(Saved data entries)
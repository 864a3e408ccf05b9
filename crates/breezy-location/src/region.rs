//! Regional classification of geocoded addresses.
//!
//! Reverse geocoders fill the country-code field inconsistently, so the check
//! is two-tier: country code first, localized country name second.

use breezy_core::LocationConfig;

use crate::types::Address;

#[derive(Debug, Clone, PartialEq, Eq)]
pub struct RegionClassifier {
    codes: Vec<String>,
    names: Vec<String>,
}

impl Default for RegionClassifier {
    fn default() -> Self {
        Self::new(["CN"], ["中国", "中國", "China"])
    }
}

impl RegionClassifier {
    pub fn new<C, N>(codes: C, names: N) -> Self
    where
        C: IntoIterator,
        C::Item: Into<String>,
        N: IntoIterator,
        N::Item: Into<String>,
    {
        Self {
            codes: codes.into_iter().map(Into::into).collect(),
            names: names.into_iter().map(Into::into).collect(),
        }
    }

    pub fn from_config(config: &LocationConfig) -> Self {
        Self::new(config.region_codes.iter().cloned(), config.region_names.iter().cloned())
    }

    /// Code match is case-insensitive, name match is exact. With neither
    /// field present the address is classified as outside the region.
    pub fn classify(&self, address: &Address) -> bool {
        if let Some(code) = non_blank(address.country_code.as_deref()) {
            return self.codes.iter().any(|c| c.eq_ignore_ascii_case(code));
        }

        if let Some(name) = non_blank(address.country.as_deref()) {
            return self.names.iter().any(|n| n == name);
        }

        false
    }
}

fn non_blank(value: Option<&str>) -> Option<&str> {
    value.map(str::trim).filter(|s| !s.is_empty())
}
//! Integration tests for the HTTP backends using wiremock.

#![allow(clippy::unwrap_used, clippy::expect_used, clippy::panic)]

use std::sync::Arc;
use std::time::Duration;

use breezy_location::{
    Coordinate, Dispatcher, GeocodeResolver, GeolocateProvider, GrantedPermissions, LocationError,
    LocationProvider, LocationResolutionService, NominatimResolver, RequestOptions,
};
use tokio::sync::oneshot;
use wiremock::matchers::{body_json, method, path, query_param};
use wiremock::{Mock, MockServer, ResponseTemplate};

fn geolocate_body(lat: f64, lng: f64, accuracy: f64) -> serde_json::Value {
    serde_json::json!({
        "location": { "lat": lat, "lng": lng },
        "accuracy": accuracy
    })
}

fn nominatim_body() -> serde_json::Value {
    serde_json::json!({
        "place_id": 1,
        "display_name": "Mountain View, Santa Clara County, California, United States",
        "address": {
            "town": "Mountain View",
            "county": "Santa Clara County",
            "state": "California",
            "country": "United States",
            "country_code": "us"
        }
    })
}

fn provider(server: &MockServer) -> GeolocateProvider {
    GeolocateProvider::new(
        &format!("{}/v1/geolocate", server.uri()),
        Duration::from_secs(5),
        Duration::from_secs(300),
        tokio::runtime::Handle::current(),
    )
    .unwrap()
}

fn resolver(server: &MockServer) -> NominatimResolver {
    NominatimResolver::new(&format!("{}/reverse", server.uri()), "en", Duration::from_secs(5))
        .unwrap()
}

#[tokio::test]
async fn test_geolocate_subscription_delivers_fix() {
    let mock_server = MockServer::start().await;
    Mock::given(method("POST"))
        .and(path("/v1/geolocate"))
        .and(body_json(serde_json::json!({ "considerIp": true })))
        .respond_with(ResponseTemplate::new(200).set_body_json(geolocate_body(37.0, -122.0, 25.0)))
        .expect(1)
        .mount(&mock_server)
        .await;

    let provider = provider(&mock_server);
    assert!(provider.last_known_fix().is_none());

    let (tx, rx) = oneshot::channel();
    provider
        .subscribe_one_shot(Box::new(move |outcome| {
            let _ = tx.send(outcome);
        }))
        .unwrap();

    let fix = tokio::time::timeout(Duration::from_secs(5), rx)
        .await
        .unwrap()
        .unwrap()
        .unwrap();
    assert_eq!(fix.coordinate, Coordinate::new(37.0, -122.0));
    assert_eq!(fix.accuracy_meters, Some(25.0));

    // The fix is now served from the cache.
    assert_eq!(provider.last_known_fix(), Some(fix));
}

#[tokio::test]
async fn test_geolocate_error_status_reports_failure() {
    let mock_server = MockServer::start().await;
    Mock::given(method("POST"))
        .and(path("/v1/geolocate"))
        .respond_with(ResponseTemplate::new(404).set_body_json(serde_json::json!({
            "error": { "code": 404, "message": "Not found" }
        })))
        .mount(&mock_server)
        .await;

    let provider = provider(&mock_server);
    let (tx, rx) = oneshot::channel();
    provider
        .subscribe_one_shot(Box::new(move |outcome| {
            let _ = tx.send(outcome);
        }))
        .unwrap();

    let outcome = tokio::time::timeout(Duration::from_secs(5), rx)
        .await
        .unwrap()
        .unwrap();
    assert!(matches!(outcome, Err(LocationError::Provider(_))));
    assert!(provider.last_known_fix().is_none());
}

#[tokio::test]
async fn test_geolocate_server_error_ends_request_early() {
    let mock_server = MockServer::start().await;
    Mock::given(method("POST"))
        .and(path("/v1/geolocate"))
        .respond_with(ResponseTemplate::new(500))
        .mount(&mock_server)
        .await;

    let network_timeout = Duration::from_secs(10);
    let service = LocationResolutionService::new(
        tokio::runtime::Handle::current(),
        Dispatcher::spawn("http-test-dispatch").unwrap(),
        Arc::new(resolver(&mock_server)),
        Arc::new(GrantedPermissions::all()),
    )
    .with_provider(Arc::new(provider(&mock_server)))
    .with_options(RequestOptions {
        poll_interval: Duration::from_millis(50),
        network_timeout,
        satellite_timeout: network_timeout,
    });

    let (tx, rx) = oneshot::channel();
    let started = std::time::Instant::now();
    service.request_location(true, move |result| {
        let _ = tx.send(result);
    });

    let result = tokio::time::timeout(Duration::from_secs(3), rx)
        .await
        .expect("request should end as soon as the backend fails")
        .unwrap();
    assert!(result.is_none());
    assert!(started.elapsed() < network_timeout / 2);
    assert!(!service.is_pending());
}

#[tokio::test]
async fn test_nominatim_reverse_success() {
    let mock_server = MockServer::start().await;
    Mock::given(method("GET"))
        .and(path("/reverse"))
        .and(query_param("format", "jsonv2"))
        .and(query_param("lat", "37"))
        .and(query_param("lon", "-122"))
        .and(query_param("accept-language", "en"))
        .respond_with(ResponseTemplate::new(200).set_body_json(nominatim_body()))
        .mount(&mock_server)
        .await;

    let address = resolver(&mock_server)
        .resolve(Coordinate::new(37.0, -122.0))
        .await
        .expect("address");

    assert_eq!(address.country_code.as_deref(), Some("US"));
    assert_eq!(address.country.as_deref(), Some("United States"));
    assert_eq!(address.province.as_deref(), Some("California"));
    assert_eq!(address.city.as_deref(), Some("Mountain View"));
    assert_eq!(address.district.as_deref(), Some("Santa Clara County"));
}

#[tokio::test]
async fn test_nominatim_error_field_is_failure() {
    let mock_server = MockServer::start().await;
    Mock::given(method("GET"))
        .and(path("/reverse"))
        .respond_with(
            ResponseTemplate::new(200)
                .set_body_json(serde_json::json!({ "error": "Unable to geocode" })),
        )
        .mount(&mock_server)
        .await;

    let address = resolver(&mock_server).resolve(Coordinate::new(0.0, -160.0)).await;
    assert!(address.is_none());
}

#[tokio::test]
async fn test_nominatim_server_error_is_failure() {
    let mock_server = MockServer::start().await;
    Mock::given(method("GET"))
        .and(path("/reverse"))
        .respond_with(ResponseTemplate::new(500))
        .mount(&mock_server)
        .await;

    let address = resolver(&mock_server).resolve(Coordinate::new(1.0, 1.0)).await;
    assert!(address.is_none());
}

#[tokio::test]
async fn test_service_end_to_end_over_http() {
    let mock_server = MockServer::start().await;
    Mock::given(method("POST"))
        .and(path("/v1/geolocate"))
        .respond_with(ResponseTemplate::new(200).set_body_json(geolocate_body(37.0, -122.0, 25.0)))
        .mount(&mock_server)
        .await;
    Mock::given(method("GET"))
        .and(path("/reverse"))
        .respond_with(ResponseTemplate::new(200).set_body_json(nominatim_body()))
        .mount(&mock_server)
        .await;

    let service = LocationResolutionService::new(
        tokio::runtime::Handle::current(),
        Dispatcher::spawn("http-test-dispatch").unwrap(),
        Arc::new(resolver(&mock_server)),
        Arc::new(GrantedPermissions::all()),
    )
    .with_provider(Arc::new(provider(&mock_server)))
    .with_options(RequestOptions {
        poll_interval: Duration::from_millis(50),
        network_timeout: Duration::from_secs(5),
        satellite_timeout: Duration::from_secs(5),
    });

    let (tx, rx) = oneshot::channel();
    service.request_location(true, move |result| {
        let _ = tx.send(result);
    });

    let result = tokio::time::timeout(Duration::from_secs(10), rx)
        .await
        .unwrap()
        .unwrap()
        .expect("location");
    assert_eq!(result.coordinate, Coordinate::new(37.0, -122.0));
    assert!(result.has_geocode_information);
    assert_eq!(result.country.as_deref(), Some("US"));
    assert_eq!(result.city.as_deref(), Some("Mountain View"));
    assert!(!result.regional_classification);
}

...

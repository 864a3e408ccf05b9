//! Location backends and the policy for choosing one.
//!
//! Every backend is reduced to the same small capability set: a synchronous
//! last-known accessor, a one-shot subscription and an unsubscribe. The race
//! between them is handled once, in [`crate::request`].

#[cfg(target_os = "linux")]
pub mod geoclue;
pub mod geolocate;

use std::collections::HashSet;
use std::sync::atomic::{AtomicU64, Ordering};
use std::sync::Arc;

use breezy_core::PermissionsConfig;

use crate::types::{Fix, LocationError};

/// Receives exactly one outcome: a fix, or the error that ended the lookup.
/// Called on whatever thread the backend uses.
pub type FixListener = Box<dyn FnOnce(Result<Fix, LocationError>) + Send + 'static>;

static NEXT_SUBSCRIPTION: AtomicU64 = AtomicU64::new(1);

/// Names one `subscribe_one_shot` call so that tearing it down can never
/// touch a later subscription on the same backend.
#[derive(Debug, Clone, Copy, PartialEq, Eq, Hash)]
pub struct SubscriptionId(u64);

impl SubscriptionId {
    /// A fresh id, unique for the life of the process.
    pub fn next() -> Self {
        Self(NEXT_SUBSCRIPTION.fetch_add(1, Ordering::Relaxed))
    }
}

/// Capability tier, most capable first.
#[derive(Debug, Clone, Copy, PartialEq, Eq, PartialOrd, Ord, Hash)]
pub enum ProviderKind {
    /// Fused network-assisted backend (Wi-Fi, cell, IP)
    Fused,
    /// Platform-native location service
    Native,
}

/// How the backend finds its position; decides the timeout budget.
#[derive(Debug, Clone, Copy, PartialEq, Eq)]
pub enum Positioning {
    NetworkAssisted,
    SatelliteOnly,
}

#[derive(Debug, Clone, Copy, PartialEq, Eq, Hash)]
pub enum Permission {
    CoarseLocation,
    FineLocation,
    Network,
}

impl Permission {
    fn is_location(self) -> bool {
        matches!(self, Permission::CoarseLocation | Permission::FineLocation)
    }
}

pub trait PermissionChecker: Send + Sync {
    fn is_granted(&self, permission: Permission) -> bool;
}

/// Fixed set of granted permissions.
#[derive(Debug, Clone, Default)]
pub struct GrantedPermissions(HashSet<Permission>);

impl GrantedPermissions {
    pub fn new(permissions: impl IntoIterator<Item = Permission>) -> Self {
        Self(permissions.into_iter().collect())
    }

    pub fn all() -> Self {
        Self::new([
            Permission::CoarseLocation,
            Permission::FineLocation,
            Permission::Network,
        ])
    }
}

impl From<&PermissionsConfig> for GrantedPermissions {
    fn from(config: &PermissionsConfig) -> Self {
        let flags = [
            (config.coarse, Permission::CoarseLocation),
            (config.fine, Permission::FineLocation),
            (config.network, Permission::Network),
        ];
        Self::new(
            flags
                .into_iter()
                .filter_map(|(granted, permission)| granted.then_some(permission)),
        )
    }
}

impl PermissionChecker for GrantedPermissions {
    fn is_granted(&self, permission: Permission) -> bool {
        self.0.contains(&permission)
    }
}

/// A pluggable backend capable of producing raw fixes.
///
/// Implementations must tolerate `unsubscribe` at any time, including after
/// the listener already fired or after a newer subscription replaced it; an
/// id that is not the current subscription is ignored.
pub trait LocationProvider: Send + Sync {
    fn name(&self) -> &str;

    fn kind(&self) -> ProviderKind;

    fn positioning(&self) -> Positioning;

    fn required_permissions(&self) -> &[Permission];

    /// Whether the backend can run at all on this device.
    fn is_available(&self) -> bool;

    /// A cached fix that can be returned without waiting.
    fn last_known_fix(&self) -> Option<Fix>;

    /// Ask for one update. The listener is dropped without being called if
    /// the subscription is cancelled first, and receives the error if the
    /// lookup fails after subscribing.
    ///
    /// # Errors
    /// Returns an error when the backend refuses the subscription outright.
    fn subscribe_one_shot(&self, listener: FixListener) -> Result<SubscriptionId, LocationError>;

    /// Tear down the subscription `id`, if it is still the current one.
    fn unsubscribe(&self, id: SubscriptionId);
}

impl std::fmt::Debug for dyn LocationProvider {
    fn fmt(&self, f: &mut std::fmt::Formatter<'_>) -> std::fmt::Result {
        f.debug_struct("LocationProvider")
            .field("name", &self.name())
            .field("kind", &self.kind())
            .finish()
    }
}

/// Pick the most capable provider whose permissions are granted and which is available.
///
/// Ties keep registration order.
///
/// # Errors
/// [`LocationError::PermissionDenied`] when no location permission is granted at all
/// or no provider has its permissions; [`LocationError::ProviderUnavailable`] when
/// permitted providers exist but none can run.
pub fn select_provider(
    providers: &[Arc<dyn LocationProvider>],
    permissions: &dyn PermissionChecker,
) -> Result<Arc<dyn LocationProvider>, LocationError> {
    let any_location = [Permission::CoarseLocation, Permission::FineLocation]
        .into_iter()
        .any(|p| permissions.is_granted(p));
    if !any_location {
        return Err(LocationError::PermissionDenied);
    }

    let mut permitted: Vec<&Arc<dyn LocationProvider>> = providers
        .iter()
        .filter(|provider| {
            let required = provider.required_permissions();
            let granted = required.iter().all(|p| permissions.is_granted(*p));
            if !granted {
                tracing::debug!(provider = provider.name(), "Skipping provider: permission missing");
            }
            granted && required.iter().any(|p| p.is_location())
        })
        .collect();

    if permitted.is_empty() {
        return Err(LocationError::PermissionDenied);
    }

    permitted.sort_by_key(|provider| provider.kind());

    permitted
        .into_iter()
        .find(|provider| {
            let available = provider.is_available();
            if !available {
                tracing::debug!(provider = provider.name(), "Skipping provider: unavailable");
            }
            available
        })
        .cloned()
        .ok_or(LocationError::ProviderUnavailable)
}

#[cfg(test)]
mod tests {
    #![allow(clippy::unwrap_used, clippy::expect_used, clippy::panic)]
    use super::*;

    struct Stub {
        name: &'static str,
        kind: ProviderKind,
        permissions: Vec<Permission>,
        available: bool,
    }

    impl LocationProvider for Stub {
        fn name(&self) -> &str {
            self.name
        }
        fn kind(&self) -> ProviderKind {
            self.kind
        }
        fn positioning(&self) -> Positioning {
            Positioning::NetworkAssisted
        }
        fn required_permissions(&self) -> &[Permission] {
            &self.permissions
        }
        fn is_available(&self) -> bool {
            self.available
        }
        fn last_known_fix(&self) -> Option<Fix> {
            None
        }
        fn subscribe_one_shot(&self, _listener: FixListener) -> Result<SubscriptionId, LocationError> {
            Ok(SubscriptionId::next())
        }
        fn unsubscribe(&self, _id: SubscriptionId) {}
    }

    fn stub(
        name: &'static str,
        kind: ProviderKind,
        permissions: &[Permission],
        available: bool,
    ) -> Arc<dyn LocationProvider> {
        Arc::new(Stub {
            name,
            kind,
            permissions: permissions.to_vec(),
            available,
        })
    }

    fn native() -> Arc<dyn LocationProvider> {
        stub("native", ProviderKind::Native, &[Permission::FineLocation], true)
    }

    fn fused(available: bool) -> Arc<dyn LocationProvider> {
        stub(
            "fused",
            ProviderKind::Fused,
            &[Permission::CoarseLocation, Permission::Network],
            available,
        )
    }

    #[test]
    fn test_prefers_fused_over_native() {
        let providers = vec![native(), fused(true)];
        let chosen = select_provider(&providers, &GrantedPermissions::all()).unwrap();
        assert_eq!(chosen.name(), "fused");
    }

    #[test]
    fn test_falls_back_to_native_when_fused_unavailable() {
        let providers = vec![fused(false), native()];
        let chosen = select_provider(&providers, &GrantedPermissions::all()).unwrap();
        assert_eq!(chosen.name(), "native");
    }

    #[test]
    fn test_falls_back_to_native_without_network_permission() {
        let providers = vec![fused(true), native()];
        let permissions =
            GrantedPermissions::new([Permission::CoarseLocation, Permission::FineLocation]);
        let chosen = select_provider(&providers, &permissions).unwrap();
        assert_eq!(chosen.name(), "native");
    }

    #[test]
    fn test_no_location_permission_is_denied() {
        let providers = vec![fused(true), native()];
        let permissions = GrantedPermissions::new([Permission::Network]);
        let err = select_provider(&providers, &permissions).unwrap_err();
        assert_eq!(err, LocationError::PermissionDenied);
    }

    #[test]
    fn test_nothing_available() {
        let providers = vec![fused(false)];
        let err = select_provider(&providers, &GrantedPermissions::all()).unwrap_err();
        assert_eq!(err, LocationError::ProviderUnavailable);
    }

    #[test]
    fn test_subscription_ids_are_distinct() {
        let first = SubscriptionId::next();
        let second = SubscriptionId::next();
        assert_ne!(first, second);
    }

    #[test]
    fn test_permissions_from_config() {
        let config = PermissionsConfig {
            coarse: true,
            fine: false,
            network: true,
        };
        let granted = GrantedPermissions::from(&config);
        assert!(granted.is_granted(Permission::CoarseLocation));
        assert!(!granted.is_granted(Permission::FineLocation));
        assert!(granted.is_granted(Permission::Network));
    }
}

▸ **EXERCISE AIM**:
Extract every line containing the string "second" from the data above.

▸ **YOUR SOLUTION**:
//! is two-tier: country code first, localized country name second.
        let second = SubscriptionId::next();
        assert_ne!(first, second);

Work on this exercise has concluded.